By the time he left the stage, he humorously said Mark Zuckerberg will apparently block his account after reading this:
“When Facebook was getting advancing, I had these personalities who would come up to me and they would say, ‘I’m not on social media.’ And I would say, ‘OK. You know, you will be.’ And then they would say, ‘No, no, no. I consider my real-life interactions. I value the minute. I value presence. I value affection.’ And I would say, … ‘We’ll get you ultimately.'”
“I don’t know if I really assumed the consequences of what I was speaking, because of the unintended outcomes of a network when it grows to a billion or 2 billion people and it completely changes your relationship with society, with each other It probably intervenes with productivity in weird ways. God only knows what it’s doing to our kid’s brains.”

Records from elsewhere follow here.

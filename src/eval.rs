//! Reference semantics for the IR.
//!
//! Two layers live here. The free functions define the numeric semantics of
//! the pure ops: every value is represented as a 64-bit word holding the
//! sign-extension of its typed payload, which makes signed comparisons work
//! without knowing the type and makes widening casts cheap. Local value
//! numbering folds constants with these exact functions.
//!
//! On top of them, [`Evaluator`] executes a finalized graph against a
//! [`CpuContext`] and a [`Machine`]. It is the interpretation fallback and
//! the reference implementation the translated code must agree with.

use crate::context::CpuContext;
use crate::ir::{Graph, NodeId, Opcode, Type, Value};
use crate::ir_passes::{self, Pass};

// ─── Numeric primitives ─────────────────────────────────────────────────────

/// Sign-extend a value of the given type to 64 bits.
pub fn sign_extend(ty: Type, value: u64) -> u64 {
    match ty {
        Type::I1 => (value != 0) as u64,
        Type::I8 => value as i8 as i64 as u64,
        Type::I16 => value as i16 as i64 as u64,
        Type::I32 => value as i32 as i64 as u64,
        Type::I64 => value,
        _ => panic!("sign_extend: {ty} is not a data type"),
    }
}

/// Zero-extend a value of the given type to 64 bits.
pub fn zero_extend(ty: Type, value: u64) -> u64 {
    match ty {
        Type::I1 => (value != 0) as u64,
        Type::I8 => value as u8 as u64,
        Type::I16 => value as u16 as u64,
        Type::I32 => value as u32 as u64,
        Type::I64 => value,
        _ => panic!("zero_extend: {ty} is not a data type"),
    }
}

/// Evaluate a cast.
///
/// A signed widening is a sign-extension to 64 bits followed by an implicit
/// truncation to the target; an unsigned widening zero-extends from the old
/// type first. For narrowing the flag makes no difference. The result is
/// re-canonicalized to the sign-extended representation.
pub fn cast(to: Type, from: Type, sext: bool, value: u64) -> u64 {
    if sext {
        sign_extend(to, value)
    } else {
        sign_extend(to, zero_extend(from, value))
    }
}

/// Evaluate a binary operation on values of type `ty`.
///
/// Arithmetic wraps modulo the type width. Shift counts are masked by
/// `width - 1`. `lt`/`ge` are signed, `ltu`/`geu` unsigned; both work
/// directly on the sign-extended representation.
pub fn binary(ty: Type, op: Opcode, l: u64, r: u64) -> u64 {
    let shamt = (r & (ty.bits().max(1) as u64 - 1)) as u32;
    match op {
        Opcode::Add => sign_extend(ty, l.wrapping_add(r)),
        Opcode::Sub => sign_extend(ty, l.wrapping_sub(r)),
        // Bitwise ops preserve the sign-extension on their own.
        Opcode::Xor => l ^ r,
        Opcode::Or => l | r,
        Opcode::And => l & r,
        Opcode::Shl => sign_extend(ty, l.wrapping_shl(shamt)),
        // Logical shift needs the zero-extended payload.
        Opcode::Shr => sign_extend(ty, zero_extend(ty, l).wrapping_shr(shamt)),
        Opcode::Sar => ((l as i64) >> shamt) as u64,
        Opcode::Eq => (l == r) as u64,
        Opcode::Ne => (l != r) as u64,
        Opcode::Lt => ((l as i64) < (r as i64)) as u64,
        Opcode::Ge => ((l as i64) >= (r as i64)) as u64,
        Opcode::Ltu => (l < r) as u64,
        Opcode::Geu => (l >= r) as u64,
        _ => panic!("binary: {op} is not a binary opcode"),
    }
}

/// Evaluate `neg` or `not`.
pub fn unary(ty: Type, op: Opcode, value: u64) -> u64 {
    match op {
        Opcode::Neg => sign_extend(ty, value.wrapping_neg()),
        Opcode::Not => !value,
        _ => panic!("unary: {op} is not a unary opcode"),
    }
}

// ─── Graph evaluator ────────────────────────────────────────────────────────

/// Guest memory and the interpretation fallback, as seen by the evaluator.
///
/// Addresses are guest-virtual. `emulate` receives the raw instruction bits
/// an `emulate` node carries and may read and write the whole context.
pub trait Machine {
    fn load_u8(&mut self, addr: u64) -> u8;
    fn load_u16(&mut self, addr: u64) -> u16;
    fn load_u32(&mut self, addr: u64) -> u32;
    fn load_u64(&mut self, addr: u64) -> u64;
    fn store_u8(&mut self, addr: u64, value: u8);
    fn store_u16(&mut self, addr: u64, value: u16);
    fn store_u32(&mut self, addr: u64, value: u32);
    fn store_u64(&mut self, addr: u64, value: u64);
    fn emulate(&mut self, ctx: &mut CpuContext, raw: u64);
}

/// Executes a graph in post-order along its operand edges.
///
/// Per-node results live in a side table indexed by node id; side effects
/// go straight to the context and the machine. `block` is a walk boundary,
/// so evaluation stays within the block that the root terminates.
pub struct Evaluator<'a, M: Machine> {
    ctx: &'a mut CpuContext,
    machine: &'a mut M,
    values: Vec<u64>,
}

impl<'a, M: Machine> Evaluator<'a, M> {
    pub fn new(ctx: &'a mut CpuContext, machine: &'a mut M) -> Self {
        Self {
            ctx,
            machine,
            values: Vec::new(),
        }
    }

    /// Execute the block terminated by the graph's root.
    pub fn run(&mut self, graph: &mut Graph) {
        ir_passes::run(graph, self);
    }

    fn value(&self, v: Value) -> u64 {
        self.values[v.node.index()]
    }
}

impl<M: Machine> Pass for Evaluator<'_, M> {
    fn start(&mut self, graph: &mut Graph) {
        self.values = vec![0; graph.slot_count()];
    }

    fn before(&mut self, graph: &mut Graph, n: NodeId) -> bool {
        graph.node(n).opcode() == Opcode::Block
    }

    fn after(&mut self, graph: &mut Graph, n: NodeId) {
        let opcode = graph.node(n).opcode();
        let result = match opcode {
            Opcode::Start | Opcode::Block | Opcode::Jmp | Opcode::End | Opcode::Fence => return,

            Opcode::Constant => graph.node(n).attr().word(),

            Opcode::Cast => {
                let x = graph.node(n).operand(0);
                cast(
                    graph.node(n).output_type(0),
                    x.ty(graph),
                    graph.node(n).attr().word() != 0,
                    self.value(x),
                )
            }

            Opcode::LoadRegister => self.ctx.reg(graph.node(n).attr().word() as u16),

            Opcode::StoreRegister => {
                let value = self.value(graph.node(n).operand(1));
                self.ctx.set_reg(graph.node(n).attr().word() as u16, value);
                return;
            }

            Opcode::LoadMemory => {
                let addr = self.value(graph.node(n).operand(1));
                let ty = graph.node(n).output_type(1);
                let raw = match ty {
                    Type::I8 => self.machine.load_u8(addr) as u64,
                    Type::I16 => self.machine.load_u16(addr) as u64,
                    Type::I32 => self.machine.load_u32(addr) as u64,
                    Type::I64 => self.machine.load_u64(addr),
                    _ => panic!("load_memory of {ty}"),
                };
                sign_extend(ty, raw)
            }

            Opcode::StoreMemory => {
                let addr = self.value(graph.node(n).operand(1));
                let v = graph.node(n).operand(2);
                let value = self.value(v);
                match v.ty(graph) {
                    Type::I8 => self.machine.store_u8(addr, value as u8),
                    Type::I16 => self.machine.store_u16(addr, value as u16),
                    Type::I32 => self.machine.store_u32(addr, value as u32),
                    Type::I64 => self.machine.store_u64(addr, value),
                    ty => panic!("store_memory of {ty}"),
                }
                return;
            }

            Opcode::Emulate => {
                self.machine.emulate(self.ctx, graph.node(n).attr().word());
                return;
            }

            Opcode::Neg | Opcode::Not => unary(
                graph.node(n).output_type(0),
                opcode,
                self.value(graph.node(n).operand(0)),
            ),

            Opcode::Mux => {
                let cond = self.value(graph.node(n).operand(0));
                if cond != 0 {
                    self.value(graph.node(n).operand(1))
                } else {
                    self.value(graph.node(n).operand(2))
                }
            }

            op if op.is_binary() => {
                let l = self.value(graph.node(n).operand(0));
                let r = self.value(graph.node(n).operand(1));
                binary(graph.node(n).output_type(0), op, l, r)
            }

            other => panic!("evaluator: cannot execute {other}"),
        };
        self.values[n.index()] = result;
    }
}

“The thought method that went into building these applications, Facebook is the first of them. was all about: ‘How do we absorb as much of your time and keen attention as possible?'”
“And that suggests that we need to kind of giving you a little dopamine hit every once in a while because someone liked or mentioned on a photo or a post or whatever. And that’s going to get you to provide more content, and that’s going to get you more likes and comments.”
“It’s a social-validation feedback loop precisely the kind of thing that a hacker like personally would come up with because you’re utilizing a vulnerability in human psychology.”